Alejandro Sequeira

Personal information
- Full name: Giovanni Alejandro Sequeira Solano
- Date of birth: 27 April 1975 (age 51)
- Place of birth: San Jose, Costa Rica
- Height: 1.80 m (5 ft 11 in)
- Position: Striker

Senior career*
- Years: Team / Apps / (Gls)
- 1995–1997: Saprissa
- 1997–1999: Cobán Imperial
- 1999: Tampa Bay Mutiny / 11 / (2)
- 1999: San Jose Clash / 14 / (3)
- 2000: Proodeftiki / 11 / (0)
- 2000–2001: Saprissa
- 2002–2003: Cobán Imperial
- 2003–2004: Santa Bárbara
- 2004: Saprissa / 17 / (2)
- 2005: Águila
- 2005–2006: Cartaginés / 5 / (0)
- 2006–2007: Carmelita / 30 / (12)
- 2007–2008: Brujas / 20 / (3)
- 2008–2009: Ramonense / 48 / (21)
- 2010–2011: Saprissa / 41 / (21)
- 2011: Orión Desamparados / 0 / (0)

International career^{‡}
- 1999–2009: Costa Rica / 2 / (0)

= Alejandro Sequeira =

Costa Rican football striker (born 1975)

Giovanni Alejandro Sequeira Solano (born 27 April 1975) is a Costa Rican retired international footballer who played as a striker.

==Club career==
Sequeira began his professional career in 1995 with Saprissa, and has played in Costa Rica for Santa Bárbara, Cartaginés, Brujas and Carmelita, in Guatemala for Cobán Imperial, in the United States for the Tampa Bay Mutiny and the San Jose Clash, in Greece for Proodeftiki and in El Salvador for Águila.

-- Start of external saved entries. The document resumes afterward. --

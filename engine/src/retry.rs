//! Retry with exponential backoff for transient store failures.
//!
//! Only reads and compensating actions go through here. Steps that change
//! capacity are never retried automatically: a reservation that timed out
//! may have been applied.
//!
//! # Example
//!
//! ```rust
//! use skyslot_engine::retry::{RetryPolicy, retry_transient};
//! use skyslot_core::StoreError;
//! use std::time::Duration;
//!
//! # async fn example() -> Result<(), StoreError> {
//! let policy = RetryPolicy::builder()
//!     .max_retries(2)
//!     .initial_delay(Duration::from_millis(10))
//!     .build();
//!
//! let value = retry_transient(&policy, || async { Ok::<_, StoreError>(42) }).await?;
//! assert_eq!(value, 42);
//! # Ok(())
//! # }
//! ```

use rand::Rng;
use skyslot_core::{BookingStoreError, CouponError, EntitlementError, SlotError, StoreError};
use std::future::Future;
use std::time::Duration;
use tokio::time::sleep;

/// Retry policy configuration for exponential backoff.
///
/// # Default Values
///
/// - `max_retries`: 2
/// - `initial_delay`: 50ms
/// - `max_delay`: 2 seconds
/// - `multiplier`: 2.0
/// - `jitter`: 0.1 (up to 10% added to each delay)
#[derive(Debug, Clone, PartialEq)]
pub struct RetryPolicy {
    /// Maximum number of retry attempts after the first call
    pub max_retries: u32,
    /// Delay before the first retry
    pub initial_delay: Duration,
    /// Cap for the exponential backoff
    pub max_delay: Duration,
    /// Backoff multiplier
    pub multiplier: f64,
    /// Random share of each delay added on top, in `0.0..=1.0`
    pub jitter: f64,
}

impl Default for RetryPolicy {
    fn default() -> Self {
        Self::builder().build()
    }
}

impl RetryPolicy {
    /// Create a new policy builder.
    #[must_use]
    pub const fn builder() -> RetryPolicyBuilder {
        RetryPolicyBuilder {
            max_retries: 2,
            initial_delay: Duration::from_millis(50),
            max_delay: Duration::from_secs(2),
            multiplier: 2.0,
            jitter: 0.1,
        }
    }

    /// A policy that never retries.
    #[must_use]
    pub const fn none() -> Self {
        Self {
            max_retries: 0,
            initial_delay: Duration::ZERO,
            max_delay: Duration::ZERO,
            multiplier: 1.0,
            jitter: 0.0,
        }
    }

    /// Delay before retry number `attempt` (zero-based), without jitter.
    ///
    /// `initial_delay * multiplier ^ attempt`, capped at `max_delay`.
    #[must_use]
    pub fn delay_for_attempt(&self, attempt: u32) -> Duration {
        let exponent = i32::try_from(attempt).unwrap_or(i32::MAX);
        let secs = self.initial_delay.as_secs_f64() * self.multiplier.powi(exponent);
        Duration::try_from_secs_f64(secs)
            .unwrap_or(self.max_delay)
            .min(self.max_delay)
    }

    fn jittered(&self, attempt: u32) -> Duration {
        let base = self.delay_for_attempt(attempt);
        if self.jitter <= 0.0 || base.is_zero() {
            return base;
        }
        let extra = rand::thread_rng().gen_range(0.0..=self.jitter.min(1.0));
        Duration::try_from_secs_f64(base.as_secs_f64() * (1.0 + extra)).unwrap_or(base)
    }
}

/// Builder for [`RetryPolicy`].
#[derive(Debug, Clone)]
pub struct RetryPolicyBuilder {
    max_retries: u32,
    initial_delay: Duration,
    max_delay: Duration,
    multiplier: f64,
    jitter: f64,
}

impl RetryPolicyBuilder {
    /// Set maximum number of retries.
    #[must_use]
    pub const fn max_retries(mut self, max_retries: u32) -> Self {
        self.max_retries = max_retries;
        self
    }

    /// Set initial delay before first retry.
    #[must_use]
    pub const fn initial_delay(mut self, delay: Duration) -> Self {
        self.initial_delay = delay;
        self
    }

    /// Set maximum delay.
    #[must_use]
    pub const fn max_delay(mut self, delay: Duration) -> Self {
        self.max_delay = delay;
        self
    }

    /// Set multiplier for exponential backoff.
    #[must_use]
    pub const fn multiplier(mut self, multiplier: f64) -> Self {
        self.multiplier = multiplier;
        self
    }

    /// Set the jitter share.
    #[must_use]
    pub const fn jitter(mut self, jitter: f64) -> Self {
        self.jitter = jitter;
        self
    }

    /// Build the [`RetryPolicy`].
    #[must_use]
    pub const fn build(self) -> RetryPolicy {
        RetryPolicy {
            max_retries: self.max_retries,
            initial_delay: self.initial_delay,
            max_delay: self.max_delay,
            multiplier: self.multiplier,
            jitter: self.jitter,
        }
    }
}

/// Errors that may clear up on their own.
pub trait Transient {
    /// Whether retrying the same call may succeed.
    fn is_transient(&self) -> bool;
}

impl Transient for StoreError {
    fn is_transient(&self) -> bool {
        matches!(self, Self::Unavailable(_))
    }
}

impl Transient for SlotError {
    fn is_transient(&self) -> bool {
        matches!(self, Self::Store(e) if e.is_transient())
    }
}

impl Transient for CouponError {
    fn is_transient(&self) -> bool {
        matches!(self, Self::Store(e) if e.is_transient())
    }
}

impl Transient for EntitlementError {
    fn is_transient(&self) -> bool {
        matches!(self, Self::Store(e) if e.is_transient())
    }
}

impl Transient for BookingStoreError {
    fn is_transient(&self) -> bool {
        matches!(self, Self::Store(e) if e.is_transient())
    }
}

/// Retry an async operation while `is_retryable` accepts its error.
///
/// Returns the first success, the first non-retryable error, or the last
/// error once the retries are exhausted.
///
/// # Errors
///
/// The operation's error as described above.
pub async fn retry_with_predicate<F, Fut, T, E, P>(
    policy: &RetryPolicy,
    mut operation: F,
    is_retryable: P,
) -> Result<T, E>
where
    F: FnMut() -> Fut,
    Fut: Future<Output = Result<T, E>>,
    E: std::fmt::Display,
    P: Fn(&E) -> bool,
{
    let mut attempt = 0;
    loop {
        match operation().await {
            Ok(result) => {
                if attempt > 0 {
                    tracing::info!(attempt, "Operation succeeded after retry");
                }
                return Ok(result);
            }
            Err(err) => {
                if !is_retryable(&err) {
                    return Err(err);
                }
                if attempt >= policy.max_retries {
                    tracing::error!(attempt, error = %err, "Operation failed after max retries");
                    return Err(err);
                }
                let delay = policy.jittered(attempt);
                tracing::warn!(
                    attempt,
                    delay_ms = u64::try_from(delay.as_millis()).unwrap_or(u64::MAX),
                    error = %err,
                    "Operation failed, retrying"
                );
                sleep(delay).await;
                attempt += 1;
            }
        }
    }
}

/// [`retry_with_predicate`] retrying only [`Transient`] errors.
///
/// # Errors
///
/// The operation's error once it is permanent or retries are exhausted.
pub async fn retry_transient<F, Fut, T, E>(policy: &RetryPolicy, operation: F) -> Result<T, E>
where
    F: FnMut() -> Fut,
    Fut: Future<Output = Result<T, E>>,
    E: std::fmt::Display + Transient,
{
    retry_with_predicate(policy, operation, |e: &E| e.is_transient()).await
}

He returned to Saprissa in January 2010 and joined Orión Desamparados in May 2011 to finish his career there in July 2011.

With Saprissa, he became the league's goalscorer of the 2010 Verano season. He had already scored his 100th Costa Rica Primera División goal a year before, when with Ramonense and ended up with 130 goals.

==International career==
Sequeira made his senior debut for Costa Rica in a January 1999 friendly match against Ecuador and earned his second and final cap 10 years later with a September 2009 FIFA World Cup qualification match against El Salvador.

==Personal life==
Sequeira is married to Mileska Marín and they have two sons, Alejandro and Sebastián. In 2006, he overcame alcoholism after his wife threatened to divorce him.

His brother Douglas Sequeira also played for the national team.